日本版「LOHAS」を考えよう
新しいライフスタイル「LOHAS」とは?
LOHASとは”Lifestyles of Health and Sustainability”の略称で、健康で持続可能なライフスタイルを意味します。
米国や欧米の先進国では健康で環境にやさしい「ライフスタイル」を求める人々が急増しています。人々の価値観の変遷を15年以上に亙って調査してきたポール・H・レイ氏は、この新しい価値観を持つ人が米国では人口の1/4に達していると試算しており、この人達を「The Cultural Creatives(文化創造者)」と名づけています。
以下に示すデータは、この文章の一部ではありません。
//! WebSocket transport implementation using `tokio-tungstenite`.

use std::net::SocketAddr;
use std::sync::atomic::{AtomicU64, Ordering};

use futures_util::stream::{SplitSink, SplitStream};
use futures_util::{SinkExt, StreamExt};
use tokio::net::{TcpListener, TcpStream};
use tokio::sync::Mutex;
use tokio_tungstenite::tungstenite::Message;
use tokio_tungstenite::WebSocketStream;

use crate::{Connection, ConnectionId, Transport, TransportError};

/// Counter for generating unique connection IDs.
static NEXT_CONNECTION_ID: AtomicU64 = AtomicU64::new(1);

type WsStream = WebSocketStream<TcpStream>;

/// A WebSocket-based [`Transport`] that listens for incoming connections.
pub struct WebSocketTransport {
    listener: TcpListener,
}

impl WebSocketTransport {
    /// Binds a new WebSocket transport to the given address.
    pub async fn bind(addr: &str) -> Result<Self, TransportError> {
        let listener = TcpListener::bind(addr)
            .await
            .map_err(TransportError::BindFailed)?;
        tracing::info!(addr, "WebSocket transport listening");
        Ok(Self { listener })
    }

    /// Returns the address the listener is actually bound to.
    ///
    /// Useful when binding to port 0.
    pub fn local_addr(&self) -> std::io::Result<SocketAddr> {
        self.listener.local_addr()
    }
}

impl Transport for WebSocketTransport {
    type Connection = WebSocketConnection;
    type Error = TransportError;

    async fn accept(&mut self) -> Result<Self::Connection, Self::Error> {
        let (stream, addr) = self
            .listener
            .accept()
            .await
            .map_err(TransportError::AcceptFailed)?;

        let ws = tokio_tungstenite::accept_async(stream)
            .await
            .map_err(|e| {
                TransportError::AcceptFailed(std::io::Error::new(
                    std::io::ErrorKind::ConnectionRefused,
                    e,
                ))
            })?;

        let id = ConnectionId::new(
            NEXT_CONNECTION_ID.fetch_add(1, Ordering::Relaxed),
        );
        tracing::debug!(%id, %addr, "accepted WebSocket connection");

        let (sink, stream) = ws.split();
        Ok(WebSocketConnection {
            id,
            sink: Mutex::new(sink),
            stream: Mutex::new(stream),
        })
    }

    async fn shutdown(&self) -> Result<(), Self::Error> {
        Ok(())
    }
}

/// A single WebSocket connection.
///
/// The write and read halves sit behind separate locks, so a task parked
/// in [`recv`](Connection::recv) never holds up a [`send`](Connection::send).
pub struct WebSocketConnection {
    id: ConnectionId,
    sink: Mutex<SplitSink<WsStream, Message>>,
    stream: Mutex<SplitStream<WsStream>>,
}

impl Connection for WebSocketConnection {
    type Error = TransportError;

    /// Sends UTF-8 payloads as text frames (what browsers expect for JSON)
    /// and anything else as binary.
    async fn send(&self, data: &[u8]) -> Result<(), Self::Error> {
        let msg = match std::str::from_utf8(data) {
            Ok(text) => Message::Text(text.to_owned().into()),
            Err(_) => Message::Binary(data.to_vec().into()),
        };
        self.sink.lock().await.send(msg).await.map_err(|e| {
            TransportError::SendFailed(std::io::Error::new(
                std::io::ErrorKind::BrokenPipe,
                e,
            ))
        })
    }

    async fn recv(&self) -> Result<Option<Vec<u8>>, Self::Error> {
        let mut stream = self.stream.lock().await;
        loop {
            match stream.next().await {
                Some(Ok(Message::Binary(data))) => {
                    return Ok(Some(data.into()));
                }
                Some(Ok(Message::Text(text))) => {
                    return Ok(Some(text.as_bytes().to_vec()));
                }
                Some(Ok(Message::Close(_))) | None => return Ok(None),
                Some(Ok(_)) => continue, // ping/pong/raw frame
                Some(Err(e)) => {
                    return Err(TransportError::ReceiveFailed(
                        std::io::Error::new(
                            std::io::ErrorKind::ConnectionReset,
                            e,
                        ),
                    ));
                }
            }
        }
    }

    async fn close(&self) -> Result<(), Self::Error> {
        self.sink.lock().await.close().await.map_err(|e| {
            TransportError::SendFailed(std::io::Error::new(
                std::io::ErrorKind::BrokenPipe,
                e,
            ))
        })
    }

    fn id(&self) -> ConnectionId {
        self.id
    }
}
//! Session engine for digitduel.
//!
//! Each session runs as an isolated Tokio task (actor model) that owns one
//! [`GameSession`] and the outbound channels of its members. Every request
//! for a session is a command on that actor's queue, so two requests for
//! the same session never interleave.
//!
//! # Key types
//!
//! - [`rules`] — the 4-unique-digit validator and guess scoring
//! - [`GameSession`] — the pure state machine for one game
//! - [`SessionManager`] — creates sessions, tracks membership, tears down
//!   sessions on disconnect
//! - [`SessionHandle`] — send commands to a running session actor
//! - [`SessionConfig`] / [`SessionPhase`] — settings and lifecycle

mod actor;
mod config;
mod error;
mod game;
mod manager;
pub mod rules;

pub use actor::{PlayerSender, SessionHandle};
pub use config::{SessionConfig, SessionPhase};
pub use error::GameError;
pub use game::{GameSession, Outbox, Seat};
pub use manager::SessionManager;
pub use rules::{Digits, Score};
調査を開始した1986年には、LOHAS市場は米国で約2兆円の市場規模に過ぎなかったのが、現在は約25兆円(2289億ドル)の規模に達しており、LOHASコンシューマーは6300万人(成人の約30%)の巨大マーケットに発展しています。
LOHASの市場カテゴリーは、次の5つの分野に分けられています。
1)持続可能な経済 765億ドル
ソーラーエネルギー、ハイブリッドカー、社会的責任投資など
2)健康生活 300億ドル
健康食品、サプリメント、オーガニック食材など
3)代替医療 307億ドル
予防医学、ホメオパシー、代替ヘルスケアなど
4)自己啓発 106億ドル
教育研修、ヨガ、フィットネス、太極拳など
5)エコロジカル産業 812億ドル
エコツーリズム、環境に配慮した住宅とインテリアなど
なぜ今「LOHAS」か?
20世紀は大量生産、大量消費により、豊かな経済、便利な生活を手に入れる一方で、環境汚染、地球温暖化の弊害が表面化し、経済活動の発展に対して深刻な反省と問題を提起しています。環境問題解決(CO2削減)の困難に直面し、21世紀には従来の大量生産、大量消費に代わる新しい省エネ型の産業形態と新しいライフスタイルが求められているのです。
従来の価値観に囚われない新しいライフスタイル、社会正義に基づく新しいライフスタイル「LOHAS」は、従来の産業の代替案の一つで、新しい産業創生の提案でもあります。
この新しいライフスタイル「LOHAS」を求める人達は高学歴、高収入の人が多く、その60%が女性であるといわれていますが、「LOHAS」賛同者は、新しい価値観に基づく「文化創造者」と言ってよいでしょう。
「LOHAS」は米国で生まれた用語ですが、上記の市場カテゴリーから解釈すると、イタリアでは「スローフード」、フランスやイギリスでは「グリーンツーリズム」が「LOHAS」に該当するようです。
薬膳料理は日本版「LOHAS」と言ってもよいかも知れません。わが国では、明治に入って西洋医学が主流となったため、漢方などの東洋医学はアンダーグラウンドの医学とされ、長い間低迷を余儀なくされましたが、生体に及ぼす薬草の効果を分子レベルで追跡し、薬効の真偽を科学的根拠をもって立証できるようになりました。植物成分の薬効を正確に調べることが出来れば「機能性食品」として、付加価値の高い食材を市場に送り出すことができます。
「家庭=ハウス・ガーデン」というイメージも、「ヒートアイランド」となったコンクリートジャングルの中に建つ高層マンションの対極にあるもので「LOHAS」に相応しいものです。今こそ、東京一極集中の逆を行く、新しい価値観が求められるべきでしょう。
都市生活者の農村への大量移住は、地産地消の促進、食糧の自給自足、農村の再生につながり、アグリビジネスと地域経済の活性化は日本経済の質的転換にも大きく寄与することは間違いありません。
以上の観点からみて、高齢化、過疎化で崩壊寸前の農村を建て直すためにも、日本における「LOHAS」の拡大発展は、「田舎暮らし」と「農村の活性化」に求めるのが有益と考えられます。